**EXERCISE DESCRIPTION**
Across all of the records below, determine the number of lines containing the string "reference"; reply with that number only.

**SOURCE DATA**

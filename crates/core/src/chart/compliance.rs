//! Compliance scoring for a chart of accounts.
//!
//! Five checks each weigh 20 points. A chart is compliant only at a
//! full score of 100.

use std::collections::HashMap;

use balafon_shared::types::AccountId;

use super::rules;
use super::types::{AccountClass, ChartAccount};

/// Outcome of each individual compliance check.
#[derive(Debug, Clone, Copy, PartialEq, Eq)]
pub struct ComplianceChecks {
    /// Every account class is represented by at least one account.
    pub structure: bool,
    /// Every mandatory account is present and active.
    pub mandatory_accounts: bool,
    /// Every code is well formed and matches its declared class.
    pub numbering: bool,
    /// Every parent link resolves to a shorter-coded account.
    pub hierarchy: bool,
    /// Mandatory account names match the reference names.
    ///
    /// Mismatches are reported in the details but never fail the check.
    pub naming: bool,
}

/// Result of scoring a chart against the reference plan.
#[derive(Debug, Clone)]
pub struct ComplianceReport {
    /// Total score, a multiple of 20 between 0 and 100.
    pub score: u8,
    /// True only at a score of 100.
    pub is_compliant: bool,
    /// Individual check outcomes.
    pub checks: ComplianceChecks,
    /// Human-readable findings for failed or noisy checks.
    pub details: Vec<String>,
    /// Suggested remediations, one per failed check.
    pub recommendations: Vec<String>,
}

/// Stateless scorer that grades a chart of accounts.
pub struct ComplianceScorer;

impl ComplianceScorer {
    /// Scores the chart: five checks at 20 points each.
    #[must_use]
    pub fn check_compliance(accounts: &[ChartAccount]) -> ComplianceReport {
        let mut details = Vec::new();
        let mut recommendations = Vec::new();

        let structure = Self::check_structure(accounts, &mut details, &mut recommendations);
        let mandatory_accounts =
            Self::check_mandatory(accounts, &mut details, &mut recommendations);
        let numbering = Self::check_numbering(accounts, &mut details, &mut recommendations);
        let hierarchy = Self::check_hierarchy(accounts, &mut details, &mut recommendations);
        let naming = Self::check_naming(accounts, &mut details);

        let passed = u8::from(structure)
            + u8::from(mandatory_accounts)
            + u8::from(numbering)
            + u8::from(hierarchy)
            + u8::from(naming);
        let score = passed * 20;

        ComplianceReport {
            score,
            is_compliant: score == 100,
            checks: ComplianceChecks {
                structure,
                mandatory_accounts,
                numbering,
                hierarchy,
                naming,
            },
            details,
            recommendations,
        }
    }

    fn check_structure(
        accounts: &[ChartAccount],
        details: &mut Vec<String>,
        recommendations: &mut Vec<String>,
    ) -> bool {
        let missing: Vec<u8> = AccountClass::ALL
            .iter()
            .filter(|class| !accounts.iter().any(|a| a.class == **class))
            .map(|class| class.digit())
            .collect();
        if missing.is_empty() {
            return true;
        }
        for digit in &missing {
            details.push(format!("No account in class {digit}"));
        }
        recommendations.push("Create at least one account in every class 1 through 9".to_string());
        false
    }

    fn check_mandatory(
        accounts: &[ChartAccount],
        details: &mut Vec<String>,
        recommendations: &mut Vec<String>,
    ) -> bool {
        let missing: Vec<&str> = rules::MANDATORY_CODES
            .iter()
            .filter(|code| !accounts.iter().any(|a| a.code == **code && a.is_active))
            .copied()
            .collect();
        if missing.is_empty() {
            return true;
        }
        for code in &missing {
            details.push(format!("Mandatory account {code} is missing or inactive"));
        }
        recommendations.push(format!(
            "Add or reactivate the {} missing mandatory accounts",
            missing.len()
        ));
        false
    }

    fn check_numbering(
        accounts: &[ChartAccount],
        details: &mut Vec<String>,
        recommendations: &mut Vec<String>,
    ) -> bool {
        let mut ok = true;
        for account in accounts {
            if !rules::is_valid_code_format(&account.code) {
                details.push(format!("Account code {} is malformed", account.code));
                ok = false;
            } else if AccountClass::from_code(&account.code) != Some(account.class) {
                details.push(format!(
                    "Account {} is declared in class {} but its code says otherwise",
                    account.code,
                    account.class.digit()
                ));
                ok = false;
            }
        }
        if !ok {
            recommendations
                .push("Renumber accounts so each code starts with its class digit".to_string());
        }
        ok
    }

    fn check_hierarchy(
        accounts: &[ChartAccount],
        details: &mut Vec<String>,
        recommendations: &mut Vec<String>,
    ) -> bool {
        let by_id: HashMap<AccountId, &ChartAccount> =
            accounts.iter().map(|a| (a.id, a)).collect();
        let mut ok = true;
        for account in accounts {
            if let Some(parent_id) = account.parent_id {
                match by_id.get(&parent_id) {
                    None => {
                        details.push(format!(
                            "Account {} has an unresolved parent",
                            account.code
                        ));
                        ok = false;
                    }
                    Some(parent) if parent.code.len() >= account.code.len() => {
                        details.push(format!(
                            "Account {} has parent {} with a code that is not shorter",
                            account.code, parent.code
                        ));
                        ok = false;
                    }
                    Some(_) => {}
                }
            }
        }
        if !ok {
            recommendations
                .push("Fix parent links so every parent code is a shorter prefix".to_string());
        }
        ok
    }

    // Name mismatches are informational only; the check always passes.
    fn check_naming(accounts: &[ChartAccount], details: &mut Vec<String>) -> bool {
        for account in accounts {
            if let Some(reference) = rules::reference_name(&account.code) {
                let actual = account.name.trim().to_lowercase();
                if actual != reference.to_lowercase() {
                    details.push(format!(
                        "Account {} is named \"{}\" instead of \"{reference}\"",
                        account.code, account.name
                    ));
                }
            }
        }
        true
    }
}
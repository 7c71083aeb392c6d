//! Core accounting rules for Balafon.
//!
//! This crate contains pure business logic with ZERO web or database dependencies.
//! All domain types, validation rules, and calculations live here.
//!
//! # Modules
//!
//! - `chart` - SYSCOHADA chart-of-accounts validation and compliance
//! - `ledger` - Journal entry validation and balance checking
//! - `journal` - Journals and per-period closing rules
//! - `workflow` - Entry lifecycle and approval thresholds
//! - `fiscal` - Accounting period management

pub mod chart;
pub mod fiscal;
pub mod journal;
pub mod ledger;
pub mod workflow;
//! Workflow domain types for entry lifecycle management.
//!
//! This module defines the types used for managing entry status
//! transitions, per-level approval records and workflow actions.

use balafon_shared::types::{ApprovalId, EntryId, UserId};
use chrono::{DateTime, Utc};
use serde::{Deserialize, Serialize};
use std::fmt;

use crate::ledger::entry::EntryStatus;

/// Status of a single approval level for an entry.
///
/// Each required level gets its own record; deciding one level never
/// cascades into the others.
#[derive(Debug, Clone, Copy, PartialEq, Eq, Serialize, Deserialize)]
#[serde(rename_all = "lowercase")]
pub enum ApprovalStatus {
    /// Awaiting a decision.
    Pending,
    /// This level has signed off.
    Approved,
    /// This level has refused.
    Rejected,
}

impl ApprovalStatus {
    /// Returns the string representation of the status.
    #[must_use]
    pub fn as_str(&self) -> &'static str {
        match self {
            Self::Pending => "pending",
            Self::Approved => "approved",
            Self::Rejected => "rejected",
        }
    }

    /// Parses a status from a string.
    pub fn parse(s: &str) -> Option<Self> {
        match s.to_lowercase().as_str() {
            "pending" => Some(Self::Pending),
            "approved" => Some(Self::Approved),
            "rejected" => Some(Self::Rejected),
            _ => None,
        }
    }
}

impl fmt::Display for ApprovalStatus {
    fn fmt(&self, f: &mut fmt::Formatter<'_>) -> fmt::Result {
        write!(f, "{}", self.as_str())
    }
}

/// One approval record per (entry, required level) pair.
#[derive(Debug, Clone, Serialize, Deserialize)]
pub struct ApprovalWorkflow {
    /// Unique identifier.
    pub id: ApprovalId,
    /// The entry awaiting sign-off.
    pub entry_id: EntryId,
    /// The approval level this record covers.
    pub level: u8,
    /// Current status of this level.
    pub status: ApprovalStatus,
    /// The user who decided this level, once decided.
    pub decided_by: Option<UserId>,
    /// When the decision was made.
    pub decided_at: Option<DateTime<Utc>>,
    /// Optional notes from the decider.
    pub notes: Option<String>,
    /// When the record was created.
    pub created_at: DateTime<Utc>,
}

impl ApprovalWorkflow {
    /// Creates a fresh pending record for an entry and level.
    #[must_use]
    pub fn pending(entry_id: EntryId, level: u8) -> Self {
        Self {
            id: ApprovalId::new(),
            entry_id,
            level,
            status: ApprovalStatus::Pending,
            decided_by: None,
            decided_at: None,
            notes: None,
            created_at: Utc::now(),
        }
    }

    /// Returns true while this level awaits a decision.
    #[must_use]
    pub fn is_pending(&self) -> bool {
        self.status == ApprovalStatus::Pending
    }
}

/// Workflow action representing a state transition with audit data.
///
/// Each variant captures the action performed, the resulting status,
/// and the audit trail information (who, when, why).
#[derive(Debug, Clone)]
pub enum WorkflowAction {
    /// Submit an entry for approval.
    Submit {
        /// The new status after submission.
        new_status: EntryStatus,
        /// The user who submitted the entry.
        submitted_by: UserId,
        /// When the entry was submitted.
        submitted_at: DateTime<Utc>,
    },
    /// Approve a submitted entry.
    Approve {
        /// The new status after approval.
        new_status: EntryStatus,
        /// The user who approved the entry.
        approved_by: UserId,
        /// When the entry was approved.
        approved_at: DateTime<Utc>,
        /// Optional notes from the approver.
        approval_notes: Option<String>,
    },
    /// Reject a submitted entry.
    Reject {
        /// The new status after rejection.
        new_status: EntryStatus,
        /// The user who rejected the entry.
        rejected_by: UserId,
        /// When the entry was rejected.
        rejected_at: DateTime<Utc>,
        /// The reason for rejection.
        rejection_reason: String,
    },
    /// Post an approved entry to the ledger.
    Post {
        /// The new status after posting.
        new_status: EntryStatus,
        /// The user who posted the entry.
        posted_by: UserId,
        /// When the entry was posted.
        posted_at: DateTime<Utc>,
    },
}

impl WorkflowAction {
    /// Returns the new status resulting from this action.
    #[must_use]
    pub fn new_status(&self) -> EntryStatus {
        match self {
            Self::Submit { new_status, .. }
            | Self::Approve { new_status, .. }
            | Self::Reject { new_status, .. }
            | Self::Post { new_status, .. } => *new_status,
        }
    }
}

#[cfg(test)]
mod tests {
    use super::*;

    #[test]
    fn test_approval_status_as_str() {
        assert_eq!(ApprovalStatus::Pending.as_str(), "pending");
        assert_eq!(ApprovalStatus::Approved.as_str(), "approved");
        assert_eq!(ApprovalStatus::Rejected.as_str(), "rejected");
    }

    #[test]
    fn test_approval_status_parse() {
        assert_eq!(
            ApprovalStatus::parse("pending"),
            Some(ApprovalStatus::Pending)
        );
        assert_eq!(
            ApprovalStatus::parse("APPROVED"),
            Some(ApprovalStatus::Approved)
        );
        assert_eq!(
            ApprovalStatus::parse("Rejected"),
            Some(ApprovalStatus::Rejected)
        );
        assert_eq!(ApprovalStatus::parse("invalid"), None);
    }

    #[test]
    fn test_pending_record() {
        let entry_id = EntryId::new();
        let record = ApprovalWorkflow::pending(entry_id, 2);
        assert_eq!(record.entry_id, entry_id);
        assert_eq!(record.level, 2);
        assert!(record.is_pending());
        assert!(record.decided_by.is_none());
        assert!(record.decided_at.is_none());
    }

    #[test]
    fn test_action_new_status() {
        let action = WorkflowAction::Submit {
            new_status: EntryStatus::Submitted,
            submitted_by: UserId::new(),
            submitted_at: Utc::now(),
        };
        assert_eq!(action.new_status(), EntryStatus::Submitted);
    }
}
//! Approval threshold resolution for journal entries.
//!
//! This module determines which approval levels an entry must pass
//! before it can be approved, based on its total amount and the
//! configured per-level thresholds.

use std::collections::BTreeMap;

use rust_decimal::Decimal;
use serde::{Deserialize, Serialize};

/// The amount ceiling attached to an approval level.
///
/// A level is required for an entry when the entry's total amount
/// strictly exceeds the level's threshold. An unbounded threshold
/// is never exceeded, so its level is never required.
#[derive(Debug, Clone, Copy, PartialEq, Eq, Serialize, Deserialize)]
#[serde(rename_all = "lowercase")]
pub enum Threshold {
    /// Amounts up to and including this limit stay below the level.
    Limit(Decimal),
    /// No amount triggers this level.
    Unbounded,
}

impl Threshold {
    /// Returns true when the amount strictly exceeds this threshold.
    #[must_use]
    pub fn is_exceeded_by(&self, amount: Decimal) -> bool {
        match self {
            Self::Limit(limit) => amount > *limit,
            Self::Unbounded => false,
        }
    }
}

/// The approval levels an entry must pass, resolved from its amount.
#[derive(Debug, Clone, PartialEq, Eq, Serialize, Deserialize)]
pub struct ApprovalPlan {
    /// Required levels in ascending order. Empty when no approval is needed.
    pub required_levels: Vec<u8>,
    /// The amount the plan was resolved for.
    pub total_amount: Decimal,
    /// The highest required level, if any level is required.
    pub highest_level: Option<u8>,
}

impl ApprovalPlan {
    /// Returns true when no approval level is required.
    #[must_use]
    pub fn is_empty(&self) -> bool {
        self.required_levels.is_empty()
    }
}

/// Stateless resolver mapping entry amounts to required approval levels.
pub struct ApprovalThresholdResolver;

impl ApprovalThresholdResolver {
    /// Resolve the approval levels required for an amount.
    ///
    /// Each level is evaluated independently: it is required exactly
    /// when the amount strictly exceeds its threshold. An amount at
    /// or below every threshold requires no approval at all.
    ///
    /// # Arguments
    /// * `thresholds` - The configured thresholds, keyed by level
    /// * `total_amount` - The entry total (larger of debit and credit sums)
    ///
    /// # Returns
    /// The resolved plan, with levels in ascending order.
    #[must_use]
    pub fn required_levels(
        thresholds: &BTreeMap<u8, Threshold>,
        total_amount: Decimal,
    ) -> ApprovalPlan {
        let required_levels: Vec<u8> = thresholds
            .iter()
            .filter(|(_, threshold)| threshold.is_exceeded_by(total_amount))
            .map(|(level, _)| *level)
            .collect();

        let highest_level = required_levels.last().copied();
        ApprovalPlan {
            required_levels,
            total_amount,
            highest_level,
        }
    }

    /// Returns the standard three-level threshold table.
    ///
    /// Level 1 covers amounts above 100 000 FCFA, level 2 amounts
    /// above 1 000 000 FCFA. Level 3 is unbounded and therefore
    /// never required.
    #[must_use]
    pub fn default_thresholds() -> BTreeMap<u8, Threshold> {
        let mut thresholds = BTreeMap::new();
        thresholds.insert(1, Threshold::Limit(Decimal::from(100_000_i64)));
        thresholds.insert(2, Threshold::Limit(Decimal::from(1_000_000_i64)));
        thresholds.insert(3, Threshold::Unbounded);
        thresholds
    }

    /// Build a threshold table from configured level limits.
    ///
    /// The top level is always unbounded so that no amount can
    /// exceed the table entirely.
    #[must_use]
    pub fn thresholds_from_limits(
        level_1_limit: Decimal,
        level_2_limit: Decimal,
    ) -> BTreeMap<u8, Threshold> {
        let mut thresholds = BTreeMap::new();
        thresholds.insert(1, Threshold::Limit(level_1_limit));
        thresholds.insert(2, Threshold::Limit(level_2_limit));
        thresholds.insert(3, Threshold::Unbounded);
        thresholds
    }
}
//! Property-based tests for journal entry validation.

use proptest::prelude::*;
use rust_decimal::Decimal;
use rust_decimal_macros::dec;

use balafon_shared::types::{AccountId, JournalId};
use chrono::NaiveDate;

use crate::chart::{standard_chart, ChartAccount};
use crate::ledger::entry::LineSide;
use crate::ledger::types::{EntryDraft, LineDraft};
use crate::ledger::validation::{EntryContext, EntryIssue, EntryValidator};

/// Strategy for a positive whole-franc amount.
fn arb_amount() -> impl Strategy<Value = Decimal> {
    (1i64..10_000_000i64).prop_map(Decimal::from)
}

fn line(account_id: Option<AccountId>, side: LineSide, amount: Decimal) -> LineDraft {
    LineDraft {
        account_id,
        side,
        amount,
        description: "Line".to_string(),
    }
}

fn draft(lines: Vec<LineDraft>) -> EntryDraft {
    EntryDraft {
        journal_id: Some(JournalId::new()),
        entry_date: NaiveDate::from_ymd_opt(2025, 3, 15).unwrap(),
        accounting_date: None,
        description: "Generated entry".to_string(),
        reference: None,
        lines,
    }
}

fn ctx(chart: &[ChartAccount]) -> EntryContext<'_> {
    EntryContext {
        today: NaiveDate::from_ymd_opt(2025, 3, 31).unwrap(),
        balance_tolerance: dec!(0.01),
        period: None,
        chart,
    }
}

fn account_id(chart: &[ChartAccount], code: &str) -> AccountId {
    chart.iter().find(|a| a.code == code).unwrap().id
}

proptest! {
    #![proptest_config(ProptestConfig::with_cases(100))]

    /// Mirrored debit/credit lines always balance and validate
    #[test]
    fn prop_mirrored_lines_balance(amounts in proptest::collection::vec(arb_amount(), 1..6)) {
        let chart = standard_chart();
        let cash = account_id(&chart, "57");
        let sales = account_id(&chart, "70");

        let mut lines = Vec::new();
        for amount in &amounts {
            lines.push(line(Some(cash), LineSide::Debit, *amount));
            lines.push(line(Some(sales), LineSide::Credit, *amount));
        }
        let d = draft(lines);

        let report = EntryValidator::validate(&d, &ctx(&chart));
        prop_assert!(report.balance.is_balanced);
        prop_assert!(report.is_valid, "unexpected errors: {:?}", report.errors);
        prop_assert_eq!(report.balance.debit_total, report.balance.credit_total);
    }

    /// Skewing one side beyond the tolerance reports the exact difference
    #[test]
    fn prop_skew_reports_exact_difference(
        amounts in proptest::collection::vec(arb_amount(), 1..6),
        skew in 1i64..1_000_000i64
    ) {
        let chart = standard_chart();
        let cash = account_id(&chart, "57");
        let sales = account_id(&chart, "70");

        let mut lines = Vec::new();
        for amount in &amounts {
            lines.push(line(Some(cash), LineSide::Debit, *amount));
            lines.push(line(Some(sales), LineSide::Credit, *amount));
        }
        lines[0].amount += Decimal::from(skew);
        let d = draft(lines);

        let report = EntryValidator::validate(&d, &ctx(&chart));
        prop_assert!(!report.balance.is_balanced);
        prop_assert!(!report.is_valid);
        prop_assert_eq!(report.balance.difference, Decimal::from(skew));
        prop_assert!(
            report.errors.iter().any(|e| matches!(e, EntryIssue::Unbalanced { .. })),
            "expected an Unbalanced error: {:?}",
            report.errors
        );
    }

    /// Validation is pure: the same input yields the same report
    #[test]
    fn prop_validation_is_pure(
        amounts in proptest::collection::vec(arb_amount(), 1..4),
        skew in 0i64..100i64
    ) {
        let chart = standard_chart();
        let cash = account_id(&chart, "57");
        let sales = account_id(&chart, "70");

        let mut lines = Vec::new();
        for amount in &amounts {
            lines.push(line(Some(cash), LineSide::Debit, *amount));
            lines.push(line(Some(sales), LineSide::Credit, *amount));
        }
        lines[0].amount += Decimal::from(skew);
        let d = draft(lines);
        let context = ctx(&chart);

        let first = EntryValidator::validate(&d, &context);
        let second = EntryValidator::validate(&d, &context);
        prop_assert_eq!(first.is_valid, second.is_valid);
        prop_assert_eq!(first.errors, second.errors);
        prop_assert_eq!(first.warnings, second.warnings);
        prop_assert_eq!(first.balance, second.balance);
        prop_assert_eq!(first.accounts, second.accounts);
    }

    /// Line issues carry the 1-based index of the offending line
    #[test]
    fn prop_line_issues_point_at_offender(
        amounts in proptest::collection::vec(arb_amount(), 2..6),
        pick in 0usize..6
    ) {
        let chart = standard_chart();
        let cash = account_id(&chart, "57");
        let sales = account_id(&chart, "70");

        let mut lines = Vec::new();
        for amount in &amounts {
            lines.push(line(Some(cash), LineSide::Debit, *amount));
            lines.push(line(Some(sales), LineSide::Credit, *amount));
        }
        let bad = pick % lines.len();
        lines[bad].account_id = None;
        let count = lines.len();
        let d = draft(lines);

        let report = EntryValidator::validate(&d, &ctx(&chart));
        prop_assert!(
            report.errors.contains(&EntryIssue::MissingLineAccount { line: bad + 1 }),
            "expected MissingLineAccount for line {}: {:?}",
            bad + 1,
            report.errors
        );
        for issue in &report.errors {
            if let EntryIssue::MissingLineAccount { line } = issue {
                prop_assert!(*line >= 1 && *line <= count);
            }
        }
    }
}
//! Pagination types for list operations.

use serde::{Deserialize, Serialize};

/// Request parameters for paginated queries.
#[derive(Debug, Clone, Serialize, Deserialize)]
pub struct PageRequest {
    /// Page number (1-indexed).
    #[serde(default = "default_page")]
    pub page: u32,
    /// Number of items per page.
    #[serde(default = "default_per_page")]
    pub per_page: u32,
}

fn default_page() -> u32 {
    1
}

fn default_per_page() -> u32 {
    20
}

impl Default for PageRequest {
    fn default() -> Self {
        Self {
            page: default_page(),
            per_page: default_per_page(),
        }
    }
}

impl PageRequest {
    /// Calculates the offset into the full result set.
    #[must_use]
    pub fn offset(&self) -> u64 {
        u64::from(self.page.saturating_sub(1)) * u64::from(self.per_page)
    }

    /// Returns the maximum number of items to return.
    #[must_use]
    pub fn limit(&self) -> u64 {
        u64::from(self.per_page)
    }
}

/// Response wrapper for paginated data.
#[derive(Debug, Clone, Serialize, Deserialize)]
pub struct PageResponse<T> {
    /// The items in the current page.
    pub data: Vec<T>,
    /// Pagination metadata.
    pub meta: PageMeta,
}

/// Pagination metadata.
#[derive(Debug, Clone, Serialize, Deserialize)]
pub struct PageMeta {
    /// Current page number.
    pub page: u32,
    /// Items per page.
    pub per_page: u32,
    /// Total number of items across all pages.
    pub total: u64,
    /// Total number of pages.
    pub total_pages: u32,
}

impl<T> PageResponse<T> {
    /// Creates a new paginated response.
    #[must_use]
    pub fn new(data: Vec<T>, page: u32, per_page: u32, total: u64) -> Self {
        let total_pages = if total == 0 {
            1
        } else {
            u32::try_from(total.div_ceil(u64::from(per_page.max(1)))).unwrap_or(u32::MAX)
        };

        Self {
            data,
            meta: PageMeta {
                page,
                per_page,
                total,
                total_pages,
            },
        }
    }
}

**RESULT FOR THIS TASK**
6